Fort Niagara Light is an inactive lighthouse on the Niagara River on the south shore of Lake Ontario in New York state. It is located on the grounds of Fort Niagara.

History
The lighthouse was established in 1769 atop the "French Castle", a structure still located within Old Fort Niagara. The current tower was first lit in 1872, having been removed from the French Castle to allow for more room for officer's quarters.  The light was deactivated in 1996, having been replaced by a light beacon at the US Coast Guard Station Niagara.
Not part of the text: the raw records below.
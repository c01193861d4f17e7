//! Database layer for usenet-indexer
//!
//! Handles SQLite persistence for groups, parts, binaries, releases and the
//! rule tables. The store is the only state shared between scan workers.
//!
//! ## Submodules
//!
//! Methods on [`Database`] are organized by domain:
//! - [`migrations`] - Database lifecycle, schema migrations, seed data
//! - [`groups`] - Newsgroup activation and scanned-range bookkeeping
//! - [`parts`] - Part Store upserts, unassigned-part paging, stale sweeps
//! - [`binaries`] - Binary upserts, part attachment, completion aggregates
//! - [`releases`] - Release upserts keyed by (search_name, posted)
//! - [`rules`] - Assembly regexes and blacklists
//! - [`categories`] - Category tree lookups

use crate::types::{CategoryId, ReleaseStatus};
use chrono::{DateTime, TimeZone, Utc};
use sqlx::{FromRow, sqlite::SqlitePool};

mod binaries;
mod categories;
mod groups;
mod migrations;
mod parts;
mod releases;
mod rules;

/// SQLite's default SQLITE_MAX_VARIABLE_NUMBER is 999; bulk statements stay below it.
const MAX_BIND_VARIABLES: usize = 999;

/// Part lifecycle markers stored in `parts.state`
pub mod part_state {
    /// Waiting for the assembler
    pub const UNASSIGNED: i32 = 0;
    /// Attached to a Binary
    pub const ASSIGNED: i32 = 1;
    /// No rule produced a name; kept until aged out
    pub const UNMATCHED: i32 = 2;
}

/// Newsgroup record from database
#[derive(Debug, Clone, FromRow)]
pub struct GroupRecord {
    /// Unique database ID
    pub id: i64,
    /// Newsgroup name
    pub name: String,
    /// Whether the group is scanned (0 = no, 1 = yes)
    pub active: i32,
    /// Lowest article number scanned so far
    pub first_article: Option<i64>,
    /// Highest article number scanned so far
    pub last_article: Option<i64>,
    /// Unix timestamp of the last completed update
    pub last_updated: Option<i64>,
}

impl GroupRecord {
    /// Whether the group has never been scanned
    pub fn is_new(&self) -> bool {
        self.last_article.is_none()
    }
}

/// Part record from database (segments not loaded)
#[derive(Debug, Clone, FromRow)]
pub struct PartRow {
    /// Unique database ID
    pub id: i64,
    /// Stripped subject
    pub subject: String,
    /// Newsgroup the part was read from
    pub group_name: String,
    /// Poster
    pub poster: String,
    /// Unix timestamp of the earliest segment
    pub posted: i64,
    /// Declared segment count
    pub total_segments: i64,
    /// Owning binary, once assembled
    pub binary_id: Option<i64>,
    /// Part number within the owning binary
    pub part_number: Option<i64>,
    /// Lifecycle marker (see [`part_state`])
    pub state: i32,
    /// Unix timestamp of the last segment upsert
    pub updated_at: i64,
}

impl PartRow {
    /// Post date as a UTC timestamp
    pub fn posted_at(&self) -> DateTime<Utc> {
        from_unix(self.posted)
    }
}

/// Segment record from database
#[derive(Debug, Clone, FromRow)]
pub struct SegmentRow {
    /// Owning part
    pub part_id: i64,
    /// Segment number
    pub number: i64,
    /// Message-ID
    pub message_id: String,
    /// Size in bytes
    pub bytes: i64,
}

/// A part together with its segments, ordered by segment number
#[derive(Debug, Clone)]
pub struct PartWithSegments {
    /// The part record
    pub part: PartRow,
    /// Its segments
    pub segments: Vec<SegmentRow>,
}

/// Binary record from database
#[derive(Debug, Clone, FromRow)]
pub struct BinaryRow {
    /// Unique database ID
    pub id: i64,
    /// Resolved name (unique)
    pub name: String,
    /// Newsgroup
    pub group_name: String,
    /// Poster
    pub poster: String,
    /// Unix timestamp of the earliest part
    pub posted: i64,
    /// Category hint from the creating rule
    pub category_id: Option<CategoryId>,
    /// Creating rule
    pub regex_id: Option<i64>,
    /// Request id
    pub req_id: Option<String>,
    /// Declared number of parts
    pub total_parts: i64,
    /// Unix timestamp of creation
    pub created_at: i64,
    /// Unix timestamp of the last part attachment
    pub updated_at: i64,
}

/// Per-binary completion aggregate, computed without loading segments
#[derive(Debug, Clone, FromRow)]
pub struct BinarySummary {
    /// Unique database ID
    pub id: i64,
    /// Resolved name
    pub name: String,
    /// Newsgroup
    pub group_name: String,
    /// Poster
    pub poster: String,
    /// Unix timestamp of the earliest part
    pub posted: i64,
    /// Category hint from the creating rule
    pub category_id: Option<CategoryId>,
    /// Creating rule
    pub regex_id: Option<i64>,
    /// Request id
    pub req_id: Option<String>,
    /// Declared number of parts
    pub total_parts: i64,
    /// Distinct part numbers present
    pub parts_present: i64,
    /// Σ declared segments over present parts
    pub segments_total: i64,
    /// Σ available segments over present parts (each clamped to its declared count)
    pub segments_available: i64,
    /// Σ segment bytes
    pub size: i64,
    /// Unix timestamp of the most recent segment arrival
    pub last_activity: i64,
}

/// Release to be upserted
#[derive(Debug, Clone)]
pub struct NewRelease {
    /// Display name (the Binary name)
    pub name: String,
    /// Cleaned search name, part of the dedup key
    pub search_name: String,
    /// Post date, part of the dedup key
    pub posted: DateTime<Utc>,
    /// Resolved leaf category
    pub category_id: CategoryId,
    /// Newsgroup
    pub group_name: String,
    /// Poster
    pub poster: String,
    /// Rule that produced the Binary
    pub regex_id: Option<i64>,
    /// Request id
    pub req_id: Option<String>,
    /// Opaque index artifact reference
    pub nzb_ref: String,
    /// Index artifact size in bytes
    pub nzb_size: u64,
    /// Declared number of parts
    pub total_parts: u32,
    /// Σ segment bytes
    pub size: u64,
    /// Completion percentage at promotion
    pub completion: f64,
    /// Number of files in the index artifact
    pub file_count: u32,
    /// Archive volumes (rar + zip)
    pub archive_count: u32,
    /// Repair-set members
    pub par2_count: u32,
    /// Info/readme files
    pub info_count: u32,
}

/// Release record from database
#[derive(Debug, Clone, FromRow)]
pub struct ReleaseRow {
    /// Opaque release id
    pub id: String,
    /// Display name
    pub name: String,
    /// Cleaned search name
    pub search_name: String,
    /// Unix timestamp of the post date
    pub posted: i64,
    /// Resolved leaf category
    pub category_id: CategoryId,
    /// Newsgroup
    pub group_name: String,
    /// Poster
    pub poster: String,
    /// Rule that produced the Binary
    pub regex_id: Option<i64>,
    /// Request id
    pub req_id: Option<String>,
    /// Opaque index artifact reference
    pub nzb_ref: String,
    /// Index artifact size in bytes
    pub nzb_size: i64,
    /// Declared number of parts
    pub total_parts: i64,
    /// Σ segment bytes
    pub size: i64,
    /// Completion percentage at promotion
    pub completion: f64,
    /// Number of files in the index artifact
    pub file_count: i64,
    /// Archive volumes (rar + zip)
    pub archive_count: i64,
    /// Repair-set members
    pub par2_count: i64,
    /// Info/readme files
    pub info_count: i64,
    /// Status code (see [`ReleaseStatus`])
    pub status: i32,
    /// Download counter, set on insert only
    pub grabs: i64,
    /// Password flag placeholder, set on insert only
    pub passworded: i32,
    /// Unix timestamp of first promotion
    pub added: i64,
    /// Unix timestamp of the latest promotion
    pub updated: i64,
}

impl ReleaseRow {
    /// Decoded status
    pub fn status(&self) -> ReleaseStatus {
        ReleaseStatus::from_i32(self.status)
    }

    /// Post date as a UTC timestamp
    pub fn posted_at(&self) -> DateTime<Utc> {
        from_unix(self.posted)
    }
}

/// Assembly regex record from database
#[derive(Debug, Clone, FromRow)]
pub struct RegexRow {
    /// Unique database ID
    pub id: i64,
    /// Exact group name or "*" for every group
    pub group_name: String,
    /// Pattern with named captures `name`, `reqid`, `parts`
    pub pattern: String,
    /// Evaluation order (ascending)
    pub ordinal: i64,
    /// Category hint recorded on Binaries this rule creates
    pub category_id: Option<CategoryId>,
    /// Free-form description
    pub description: Option<String>,
}

/// Parameters for inserting an assembly regex
#[derive(Debug, Clone)]
pub struct NewRegex<'a> {
    /// Exact group name or "*"
    pub group_name: &'a str,
    /// Pattern
    pub pattern: &'a str,
    /// Evaluation order
    pub ordinal: i64,
    /// Category hint
    pub category_id: Option<CategoryId>,
    /// Description
    pub description: Option<&'a str>,
}

/// Blacklist record from database
#[derive(Debug, Clone, FromRow)]
pub struct BlacklistRow {
    /// Unique database ID
    pub id: i64,
    /// Pattern matched against the group name
    pub group_pattern: String,
    /// Pattern matched against the stripped subject
    pub subject_pattern: String,
    /// Free-form description
    pub description: Option<String>,
}

/// Category record from database
#[derive(Debug, Clone, FromRow)]
pub struct CategoryRow {
    /// Category id
    pub id: CategoryId,
    /// Display name
    pub name: String,
    /// Parent category, `None` for top-level categories
    pub parent_id: Option<CategoryId>,
}

/// Database handle for usenet-indexer
pub struct Database {
    pool: SqlitePool,
}

pub(crate) fn from_unix(ts: i64) -> DateTime<Utc> {
    Utc.timestamp_opt(ts, 0).single().unwrap_or_else(Utc::now)
}

// unwrap/expect are acceptable in tests for concise failure-on-error assertions
#[allow(clippy::unwrap_used, clippy::expect_used)]
#[cfg(test)]
mod tests;
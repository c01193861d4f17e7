use crate::db::*;
use crate::types::{Part, Segment};
use chrono::{Duration, Utc};
use tempfile::NamedTempFile;

fn part(subject: &str, segments: &[(u32, &str)], total: u32) -> Part {
    Part {
        subject: subject.to_string(),
        group_name: "alt.binaries.teevee".to_string(),
        poster: "poster@example.com".to_string(),
        posted: Utc::now(),
        total_segments: total,
        segments: segments
            .iter()
            .map(|(n, id)| {
                (
                    *n,
                    Segment {
                        number: *n,
                        message_id: id.to_string(),
                        bytes: 100_000,
                    },
                )
            })
            .collect(),
    }
}

#[tokio::test]
async fn test_batches_merge_into_one_part() {
    let temp_file = NamedTempFile::new().unwrap();
    let db = Database::new(temp_file.path()).await.unwrap();

    db.upsert_parts_chunk(&[part("Show.S01E01", &[(1, "<a@x>")], 3)])
        .await
        .unwrap();
    db.upsert_parts_chunk(&[part("Show.S01E01", &[(2, "<b@x>"), (3, "<c@x>")], 3)])
        .await
        .unwrap();

    let stored = db.get_part("Show.S01E01").await.unwrap().unwrap();
    assert_eq!(stored.available_segments(), 3);
    assert!(stored.is_complete());
    assert_eq!(db.count_parts().await.unwrap(), 1);
}

#[tokio::test]
async fn test_first_segment_writer_wins() {
    let temp_file = NamedTempFile::new().unwrap();
    let db = Database::new(temp_file.path()).await.unwrap();

    db.upsert_parts_chunk(&[part("Show.S01E01", &[(1, "<original@x>")], 2)])
        .await
        .unwrap();
    db.upsert_parts_chunk(&[part("Show.S01E01", &[(1, "<repost@x>")], 2)])
        .await
        .unwrap();

    let stored = db.get_part("Show.S01E01").await.unwrap().unwrap();
    assert_eq!(stored.segments[&1].message_id, "<original@x>");
}

#[tokio::test]
async fn test_segment_upsert_is_idempotent() {
    let temp_file = NamedTempFile::new().unwrap();
    let db = Database::new(temp_file.path()).await.unwrap();

    let batch = part("Show.S01E01", &[(1, "<a@x>"), (2, "<b@x>")], 5);
    db.upsert_parts_chunk(&[batch.clone()]).await.unwrap();
    let once = db.get_part("Show.S01E01").await.unwrap().unwrap();

    db.upsert_parts_chunk(&[batch]).await.unwrap();
    let twice = db.get_part("Show.S01E01").await.unwrap().unwrap();

    assert_eq!(once.segments, twice.segments);
    assert_eq!(once.total_segments, twice.total_segments);
}

#[tokio::test]
async fn test_earliest_post_date_is_kept() {
    let temp_file = NamedTempFile::new().unwrap();
    let db = Database::new(temp_file.path()).await.unwrap();

    let mut late = part("Show.S01E01", &[(2, "<b@x>")], 2);
    late.posted = Utc::now();
    let mut early = part("Show.S01E01", &[(1, "<a@x>")], 2);
    early.posted = late.posted - Duration::hours(2);

    db.upsert_parts_chunk(&[late.clone()]).await.unwrap();
    db.upsert_parts_chunk(&[early.clone()]).await.unwrap();

    let stored = db.get_part("Show.S01E01").await.unwrap().unwrap();
    assert_eq!(stored.posted.timestamp(), early.posted.timestamp());
}

#[tokio::test]
async fn test_large_part_is_chunked_below_bind_limit() {
    let temp_file = NamedTempFile::new().unwrap();
    let db = Database::new(temp_file.path()).await.unwrap();

    let ids: Vec<(u32, String)> = (1..=1200).map(|n| (n, format!("<{n}@x>"))).collect();
    let refs: Vec<(u32, &str)> = ids.iter().map(|(n, id)| (*n, id.as_str())).collect();
    db.upsert_parts_chunk(&[part("Big.Release", &refs, 1200)])
        .await
        .unwrap();

    let stored = db.get_part("Big.Release").await.unwrap().unwrap();
    assert_eq!(stored.available_segments(), 1200);
}

#[tokio::test]
async fn test_unassigned_parts_page_by_cursor() {
    let temp_file = NamedTempFile::new().unwrap();
    let db = Database::new(temp_file.path()).await.unwrap();

    let parts: Vec<Part> = (1..=5)
        .map(|n| part(&format!("Show.S01E0{n}"), &[(1, "<a@x>")], 1))
        .collect();
    db.upsert_parts_chunk(&parts).await.unwrap();

    let first_page = db.unassigned_parts(0, 2).await.unwrap();
    assert_eq!(first_page.len(), 2);
    let second_page = db
        .unassigned_parts(first_page[1].id, 10)
        .await
        .unwrap();
    assert_eq!(second_page.len(), 3);

    // Unmatched parts leave the assembler's queue
    db.mark_parts_unmatched(&[second_page[0].id]).await.unwrap();
    let remaining = db.unassigned_parts(0, 10).await.unwrap();
    assert_eq!(remaining.len(), 4);
    assert!(remaining.iter().all(|p| p.state == part_state::UNASSIGNED));

    // A rule reload puts them back
    assert_eq!(db.requeue_unmatched_parts().await.unwrap(), 1);
    assert_eq!(db.unassigned_parts(0, 10).await.unwrap().len(), 5);
    assert_eq!(db.requeue_unmatched_parts().await.unwrap(), 0);
}

#[tokio::test]
async fn test_stale_parts_are_swept() {
    let temp_file = NamedTempFile::new().unwrap();
    let db = Database::new(temp_file.path()).await.unwrap();

    db.upsert_parts_chunk(&[part("Orphan", &[(1, "<a@x>")], 4)])
        .await
        .unwrap();

    // Nothing is older than an hour ago
    let deleted = db
        .delete_stale_parts(Utc::now() - Duration::hours(1))
        .await
        .unwrap();
    assert_eq!(deleted, 0);

    let deleted = db
        .delete_stale_parts(Utc::now() + Duration::hours(1))
        .await
        .unwrap();
    assert_eq!(deleted, 1);
    assert_eq!(db.count_parts().await.unwrap(), 0);

    // Segments go with their part
    let segments: i64 = sqlx::query_scalar("SELECT COUNT(*) FROM segments")
        .fetch_one(db.pool())
        .await
        .unwrap();
    assert_eq!(segments, 0);
}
The foundation was natural/emplaced and the lighthouse was constructed out of limestone with a brick lining.  The tower is octagonal in shape with a black lantern.  The original lens was a fourth order Fresnel lens installed in 1859

National Register Status: LISTED; Reference #84002809
Name of Listing: FORT NIAGARA LIGHT (U.S. COAST GUARD/GREAT LAKES TR)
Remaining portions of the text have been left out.